Log-concave density estimate based on the sample as output by logConDens (a dlc object).

c

Number in (0,1), determining the spacings that are used.

gam0

Number in R \setminus 0.5, specifying the mixing measure.

ks

Indices k at which Falk's estimate should be computed.
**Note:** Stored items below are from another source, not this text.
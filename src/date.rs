// 📅 Arrival dates - calendar-correct checks without a date library
//
// Stored format is always `YYYY-MM-DD`, zero padded, years 1900-2999.

/// Earliest supported arrival year
pub const MIN_YEAR: u32 = 1900;

/// Latest supported arrival year
pub const MAX_YEAR: u32 = 2999;

/// Gregorian leap year rule
pub fn is_leap_year(year: u32) -> bool {
    (year % 4 == 0 && year % 100 != 0) || year % 400 == 0
}

/// Number of days in `month` (1-12) of `year`, `None` for an out of range month
pub fn days_in_month(year: u32, month: u32) -> Option<u32> {
    let days = match month {
        1 | 3 | 5 | 7 | 8 | 10 | 12 => 31,
        4 | 6 | 9 | 11 => 30,
        2 if is_leap_year(year) => 29,
        2 => 28,
        _ => return None,
    };
    Some(days)
}

/// Parse a fixed-width run of ASCII digits
fn parse_digits(bytes: &[u8]) -> Option<u32> {
    if bytes.is_empty() || !bytes.iter().all(u8::is_ascii_digit) {
        return None;
    }

    Some(
        bytes
            .iter()
            .fold(0u32, |acc, b| acc * 10 + u32::from(b - b'0')),
    )
}

/// Does `date` name a real calendar day in strict `YYYY-MM-DD` form?
///
/// Accepts years 1900-2999 only. Month and day must be zero padded,
/// and the day must exist in that month (Feb 29 only in leap years).
pub fn is_valid_date(date: &str) -> bool {
    let bytes = date.as_bytes();

    if bytes.len() != 10 || bytes[4] != b'-' || bytes[7] != b'-' {
        return false;
    }

    let (year, month, day) = match (
        parse_digits(&bytes[0..4]),
        parse_digits(&bytes[5..7]),
        parse_digits(&bytes[8..10]),
    ) {
        (Some(y), Some(m), Some(d)) => (y, m, d),
        _ => return false,
    };

    if !(MIN_YEAR..=MAX_YEAR).contains(&year) {
        return false;
    }

    match days_in_month(year, month) {
        Some(max_day) => (1..=max_day).contains(&day),
        None => false,
    }
}

/// Build a stored date from separate month / day / year inputs
///
/// Inputs are trimmed and must be exactly 2, 2 and 4 digits. Returns the
/// zero-padded `YYYY-MM-DD` form, or `None` if the pieces don't make a real day.
/// The year range is not checked here; `AnimalRecord::validate` does that.
pub fn compose_date(month: &str, day: &str, year: &str) -> Option<String> {
    let (month, day, year) = (month.trim(), day.trim(), year.trim());

    if month.len() != 2 || day.len() != 2 || year.len() != 4 {
        return None;
    }

    let m = parse_digits(month.as_bytes())?;
    let d = parse_digits(day.as_bytes())?;
    let y = parse_digits(year.as_bytes())?;

    let max_day = days_in_month(y, m)?;
    if d < 1 || d > max_day {
        return None;
    }

    Some(format!("{:04}-{:02}-{:02}", y, m, d))
}
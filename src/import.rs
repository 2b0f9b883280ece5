// 📥 CSV import - bulk-load animals into the store
//
// Expected header: type,breed,name,sterilized,arrived
// Every row is validated before it reaches the store; invalid rows are never written.

use crate::animal::{AnimalKind, AnimalRecord, UnknownKind};
use crate::error::Result;
use crate::store::AnimalStore;
use serde::Deserialize;
use std::io::Read;
use std::path::Path;
use tracing::{info, warn};

#[derive(Debug, Deserialize)]
struct CsvRow {
    #[serde(rename = "type")]
    kind: String,
    #[serde(default)]
    breed: String,
    #[serde(default)]
    name: String,
    #[serde(default)]
    sterilized: String,
    #[serde(default)]
    arrived: String,
}

/// One CSV row: a record, or the unrecognised type it carried
pub type ParsedRow = std::result::Result<AnimalRecord, UnknownKind>;

/// Outcome counts for one import run
#[derive(Debug, Clone, Copy, Default, PartialEq, Eq)]
pub struct ImportSummary {
    pub added: usize,
    /// Unknown type or failed `validate()`
    pub rejected: usize,
    /// Valid but the store refused it
    pub failed: usize,
}

/// yes/no, true/false, 1/0; blank means unanswered
fn parse_sterilized(value: &str) -> Option<bool> {
    match value.trim().to_ascii_lowercase().as_str() {
        "yes" | "y" | "true" | "1" => Some(true),
        "no" | "n" | "false" | "0" => Some(false),
        _ => None,
    }
}

impl CsvRow {
    fn into_record(self) -> ParsedRow {
        let kind: AnimalKind = self.kind.parse()?;

        Ok(AnimalRecord::new(
            kind,
            self.breed,
            self.name,
            parse_sterilized(&self.sterilized),
            self.arrived,
        ))
    }
}

/// Parse CSV rows into records; rows with an unknown type come back as `Err`
pub fn read_records<R: Read>(reader: R) -> Result<Vec<ParsedRow>> {
    let mut rdr = csv::ReaderBuilder::new()
        .trim(csv::Trim::All)
        .from_reader(reader);

    let mut records = Vec::new();
    for row in rdr.deserialize::<CsvRow>() {
        records.push(row?.into_record());
    }

    Ok(records)
}

pub fn load_csv(csv_path: &Path) -> Result<Vec<ParsedRow>> {
    let file = std::fs::File::open(csv_path)?;
    read_records(file)
}

/// Validate and add every row of the CSV file at `csv_path`
pub fn import_csv(store: &AnimalStore, csv_path: &Path) -> Result<ImportSummary> {
    let rows = load_csv(csv_path)?;
    let summary = import_records(store, rows);

    info!(
        path = %csv_path.display(),
        added = summary.added,
        rejected = summary.rejected,
        failed = summary.failed,
        "CSV import finished"
    );

    Ok(summary)
}

pub fn import_records(store: &AnimalStore, rows: Vec<ParsedRow>) -> ImportSummary {
    let mut summary = ImportSummary::default();

    for row in rows {
        match row {
            Ok(record) if record.validate() => {
                if store.add(&record) {
                    summary.added += 1;
                } else {
                    summary.failed += 1;
                }
            }
            Ok(record) => {
                warn!(record = %record, "Rejected invalid record");
                summary.rejected += 1;
            }
            Err(e) => {
                warn!(error = %e, "Rejected row");
                summary.rejected += 1;
            }
        }
    }

    summary
}

#[cfg(test)]
mod tests {
    use super::*;
    use std::io::Write;

    const SAMPLE: &str = "\
type,breed,name,sterilized,arrived
Cat,Tuxedo,gCat,no,2025-09-24
dog,Akita,gDog,yes,2025-09-24
ferret,Sable,Bandit,yes,2025-01-01
cat,Calico,Patches,,2025-01-01
dog,Pug,Otis,true,2025-02-29
";

    #[test]
    fn test_read_records() {
        let rows = read_records(SAMPLE.as_bytes()).unwrap();
        assert_eq!(rows.len(), 5);

        let cat = rows[0].as_ref().unwrap();
        assert_eq!(cat.kind(), AnimalKind::Cat);
        assert_eq!(cat.sterilized(), Some(false));

        assert!(rows[2].is_err());

        let patches = rows[3].as_ref().unwrap();
        assert_eq!(patches.sterilized(), None);
        assert!(!patches.validate());
    }

    #[test]
    fn test_import_skips_invalid_rows() {
        let store = AnimalStore::open_in_memory().unwrap();
        let rows = read_records(SAMPLE.as_bytes()).unwrap();

        let summary = import_records(&store, rows);
        assert_eq!(
            summary,
            ImportSummary {
                added: 2,
                rejected: 3,
                failed: 0
            }
        );

        let names: Vec<String> = store
            .get_all()
            .unwrap()
            .iter()
            .map(|a| a.name().to_string())
            .collect();
        assert_eq!(names, vec!["gCat", "gDog"]);
    }

    #[test]
    fn test_import_csv_file() {
        let mut file = tempfile::NamedTempFile::new().unwrap();
        file.write_all(SAMPLE.as_bytes()).unwrap();

        let store = AnimalStore::open_in_memory().unwrap();
        let summary = import_csv(&store, file.path()).unwrap();

        assert_eq!(summary.added, 2);
        assert_eq!(store.count().unwrap(), 2);
    }

    #[test]
    fn test_missing_file_is_an_error() {
        let store = AnimalStore::open_in_memory().unwrap();
        assert!(import_csv(&store, Path::new("/definitely/not/here.csv")).is_err());
    }

    #[test]
    fn test_parse_sterilized() {
        assert_eq!(parse_sterilized("Yes"), Some(true));
        assert_eq!(parse_sterilized(" 0 "), Some(false));
        assert_eq!(parse_sterilized(""), None);
        assert_eq!(parse_sterilized("maybe"), None);
    }
}
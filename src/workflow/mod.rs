//! 流程层（Workflow）
//!
//! 定义"一个请求"的完整处理流程：运行、分类失败、清理缓存、退避重试、归一化为终态。

pub mod executor;

pub use executor::{RequestExecutor, RetryPolicy};
use batch_scrape::config::Config;
use batch_scrape::infrastructure::{MemoryCache, MemoryStore, ReqwestHttpClient};
use batch_scrape::orchestrator::{BatchRequest, BatchSettings};
use batch_scrape::services::{ScrapeContext, ScrapeRequest, TagInRequest, Variant, VariantFactory};
use batch_scrape::utils::logging;
use batch_scrape::workflow::{RequestExecutor, RetryPolicy};
use std::sync::Arc;
use std::time::Duration;

fn live_context(config: &Config) -> Arc<ScrapeContext> {
    let client = ReqwestHttpClient::new(config.http_timeout()).expect("创建 HTTP 客户端失败");
    Arc::new(ScrapeContext::from_config(
        config,
        Arc::new(client),
        Arc::new(MemoryCache::new()),
    ))
}

#[tokio::test]
#[ignore] // 默认忽略，需要手动运行：cargo test -- --ignored
async fn test_tagin_live() {
    // 初始化日志
    logging::init(true);

    // 加载配置
    let config = Config::from_env();
    let ctx = live_context(&config);

    let request = TagInRequest::new(ctx, "ENST00000330062", "FLAG", "GRCh38");
    let output = request.run().await.expect("TagIn 请求失败");

    assert!(output.contains_key("guides"), "结果应该包含 guides");
    assert!(request.in_cache(), "成功后应该已缓存");
}

#[tokio::test]
#[ignore]
async fn test_crispor_batch_live() {
    logging::init(true);

    let config = Config::from_env();
    let ctx = live_context(&config);

    let batch = BatchRequest::new(
        Arc::new(VariantFactory::new(Variant::CrisporGuide, ctx)),
        Arc::new(MemoryStore::new()),
        RequestExecutor::new(RetryPolicy::from_config(&config)),
        BatchSettings::new("live", "guide_data", config.workers_for("crispor_guide")),
    );

    let largs = vec![
        vec!["chr1:11,130,540-11,130,751".to_string()],
        vec!["chr1:1-1".to_string()],
    ];
    batch.start(largs, &[0]).await.expect("启动批次失败");

    // 外部服务很慢，最多等待 10 分钟
    for _ in 0..120 {
        let status = batch.status().await.expect("读取状态失败");
        println!("{}", status);
        if status.is_done() {
            assert_eq!(status.total(), 2);
            return;
        }
        tokio::time::sleep(Duration::from_secs(5)).await;
    }
    panic!("批次在 10 分钟内没有结束");
}
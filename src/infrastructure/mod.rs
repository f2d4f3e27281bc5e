//! 基础设施层（Infrastructure）
//!
//! 持有稀缺资源，只暴露能力：
//! - `http` - 发送请求、规范化请求并计算指纹
//! - `cache` - 指纹 → 响应的内容寻址缓存
//! - `store` - 批次记录的持久化端口

pub mod cache;
pub mod http;
pub mod store;

pub use cache::{DiskCache, MemoryCache, ResponseCache};
pub use http::{
    FilePart, Fingerprint, HttpClient, HttpMethod, HttpRequest, HttpResponse, MockHttpClient,
    MultipartHasher, RequestBody, ReqwestHttpClient, MULTIPART_BOUNDARY,
};
pub use store::{JsonFileStore, MemoryStore, RecordStore};
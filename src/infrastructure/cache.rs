//! 内容寻址缓存 - 基础设施层
//!
//! 指纹 → 已观察到的响应。缓存只是优化：写入失败只记录警告，读取失败视为未命中。

use std::fs;
use std::path::{Path, PathBuf};
use std::time::Duration;

use chrono::{DateTime, Utc};
use dashmap::DashMap;
use serde::{Deserialize, Serialize};
use tracing::{debug, warn};

use crate::infrastructure::http::{Fingerprint, HttpResponse};

/// 响应缓存
///
/// 所有方法都可能被多个 worker 同时调用。
pub trait ResponseCache: Send + Sync {
    /// 是否存在未过期的条目
    fn has(&self, key: &Fingerprint) -> bool;
    /// 读取未过期的条目
    fn get(&self, key: &Fingerprint) -> Option<HttpResponse>;
    /// 写入条目
    fn put(&self, key: &Fingerprint, response: &HttpResponse, ttl: Duration);
    /// 删除条目，返回之前是否存在
    fn invalidate(&self, key: &Fingerprint) -> bool;
}

/// 缓存条目
#[derive(Debug, Clone, Serialize, Deserialize)]
struct CacheEntry {
    response: HttpResponse,
    expires_at: DateTime<Utc>,
}

impl CacheEntry {
    fn new(response: &HttpResponse, ttl: Duration) -> Self {
        let ttl = chrono::Duration::from_std(ttl).unwrap_or_else(|_| chrono::Duration::days(3650));
        let now = Utc::now();
        Self {
            response: response.clone(),
            expires_at: now.checked_add_signed(ttl).unwrap_or(DateTime::<Utc>::MAX_UTC),
        }
    }

    fn is_expired(&self) -> bool {
        Utc::now() >= self.expires_at
    }
}

// ========== 内存缓存 ==========

/// 进程内缓存
#[derive(Default)]
pub struct MemoryCache {
    entries: DashMap<Fingerprint, CacheEntry>,
}

impl MemoryCache {
    pub fn new() -> Self {
        Self::default()
    }

    pub fn len(&self) -> usize {
        self.entries.len()
    }

    pub fn is_empty(&self) -> bool {
        self.entries.is_empty()
    }

    /// 删除仍然过期的条目；检查之后新 put 的条目会保留
    fn evict_if_expired(&self, key: &Fingerprint) -> bool {
        self.entries
            .remove_if(key, |_, entry| entry.is_expired())
            .is_some()
    }
}

impl ResponseCache for MemoryCache {
    fn has(&self, key: &Fingerprint) -> bool {
        self.get(key).is_some()
    }

    fn get(&self, key: &Fingerprint) -> Option<HttpResponse> {
        let expired = match self.entries.get(key) {
            Some(entry) if !entry.is_expired() => return Some(entry.response.clone()),
            Some(_) => true,
            None => false,
        };
        if expired && self.evict_if_expired(key) {
            debug!("缓存条目已过期: {}", key);
        }
        None
    }

    fn put(&self, key: &Fingerprint, response: &HttpResponse, ttl: Duration) {
        self.entries
            .insert(key.clone(), CacheEntry::new(response, ttl));
    }

    fn invalidate(&self, key: &Fingerprint) -> bool {
        self.entries.remove(key).is_some()
    }
}

// ========== 磁盘缓存 ==========

/// 每个指纹一个 JSON 文件的磁盘缓存，进程重启后仍然有效
pub struct DiskCache {
    dir: PathBuf,
}

impl DiskCache {
    /// 创建磁盘缓存，目录不存在时自动创建
    pub fn open(dir: impl AsRef<Path>) -> std::io::Result<Self> {
        let dir = dir.as_ref().to_path_buf();
        fs::create_dir_all(&dir)?;
        Ok(Self { dir })
    }

    fn entry_path(&self, key: &Fingerprint) -> PathBuf {
        self.dir.join(format!("{}.json", key.as_str()))
    }

    fn read_entry(&self, key: &Fingerprint) -> Option<CacheEntry> {
        let path = self.entry_path(key);
        let content = fs::read_to_string(&path).ok()?;
        match serde_json::from_str(&content) {
            Ok(entry) => Some(entry),
            Err(e) => {
                warn!("缓存文件损坏，已忽略 {}: {}", path.display(), e);
                None
            }
        }
    }
}

impl ResponseCache for DiskCache {
    fn has(&self, key: &Fingerprint) -> bool {
        self.get(key).is_some()
    }

    fn get(&self, key: &Fingerprint) -> Option<HttpResponse> {
        let entry = self.read_entry(key)?;
        if entry.is_expired() {
            debug!("缓存条目已过期: {}", key);
            self.invalidate(key);
            return None;
        }
        Some(entry.response)
    }

    fn put(&self, key: &Fingerprint, response: &HttpResponse, ttl: Duration) {
        let path = self.entry_path(key);
        let entry = CacheEntry::new(response, ttl);
        let result = serde_json::to_vec(&entry)
            .map_err(std::io::Error::from)
            .and_then(|bytes| fs::write(&path, bytes));
        if let Err(e) = result {
            warn!("写入缓存失败 {}: {}", path.display(), e);
        }
    }

    fn invalidate(&self, key: &Fingerprint) -> bool {
        fs::remove_file(self.entry_path(key)).is_ok()
    }
}

#[cfg(test)]
mod tests {
    use super::*;
    use crate::infrastructure::http::HttpRequest;

    fn key(url: &str) -> Fingerprint {
        HttpRequest::get(url).fingerprint()
    }

    #[test]
    fn memory_cache_put_get_invalidate() {
        let cache = MemoryCache::new();
        let k = key("http://x/a");
        assert!(!cache.has(&k));

        cache.put(&k, &HttpResponse::ok("http://x/a", "body"), Duration::from_secs(60));
        assert!(cache.has(&k));
        assert_eq!(cache.get(&k).unwrap().body, "body");

        assert!(cache.invalidate(&k));
        assert!(!cache.has(&k));
        assert!(!cache.invalidate(&k));
    }

    #[test]
    fn expired_entries_are_misses() {
        let cache = MemoryCache::new();
        let k = key("http://x/a");
        cache.put(&k, &HttpResponse::ok("http://x/a", "body"), Duration::ZERO);
        assert!(!cache.has(&k));
        assert!(cache.is_empty());
    }

    #[test]
    fn eviction_keeps_an_entry_refreshed_after_the_expiry_check() {
        let cache = MemoryCache::new();
        let k = key("http://x/a");
        cache.put(&k, &HttpResponse::ok("http://x/a", "stale"), Duration::ZERO);
        // 另一个 worker 在过期检查之后写入了新条目
        cache.put(&k, &HttpResponse::ok("http://x/a", "fresh"), Duration::from_secs(60));

        assert!(!cache.evict_if_expired(&k));
        assert_eq!(cache.get(&k).unwrap().body, "fresh");
    }

    #[test]
    fn disk_cache_survives_reopen() {
        let dir = tempfile::tempdir().unwrap();
        let k = key("http://x/report");
        {
            let cache = DiskCache::open(dir.path()).unwrap();
            cache.put(&k, &HttpResponse::ok("http://x/report", "<html/>"), Duration::from_secs(60));
        }
        let reopened = DiskCache::open(dir.path()).unwrap();
        assert_eq!(reopened.get(&k).unwrap().body, "<html/>");
        assert!(reopened.invalidate(&k));
        assert!(!reopened.has(&k));
    }
}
If set to NA defaults to 4, …, n.

Value

n x 3 matrix with columns: indices k, Segers' estimator using the smoothing method, and the ordinary Segers' estimator based on the order statistics.

Author(s)

Kaspar Rufibach (maintainer), kaspar.rufibach@gmail.com,
http://www.kasparrufibach.ch

Samuel Mueller, samuel.mueller@sydney.edu.au,
www.maths.usyd.edu.au/ut/people?who=S_Mueller

Kaspar Rufibach acknowledges support by the Swiss National Science Foundation SNF, http://www.snf.ch

References

Mueller, S. and Rufibach K. (2009). Smooth tail index estimation. J. Stat. Comput. Simul., 79, 1155–1167.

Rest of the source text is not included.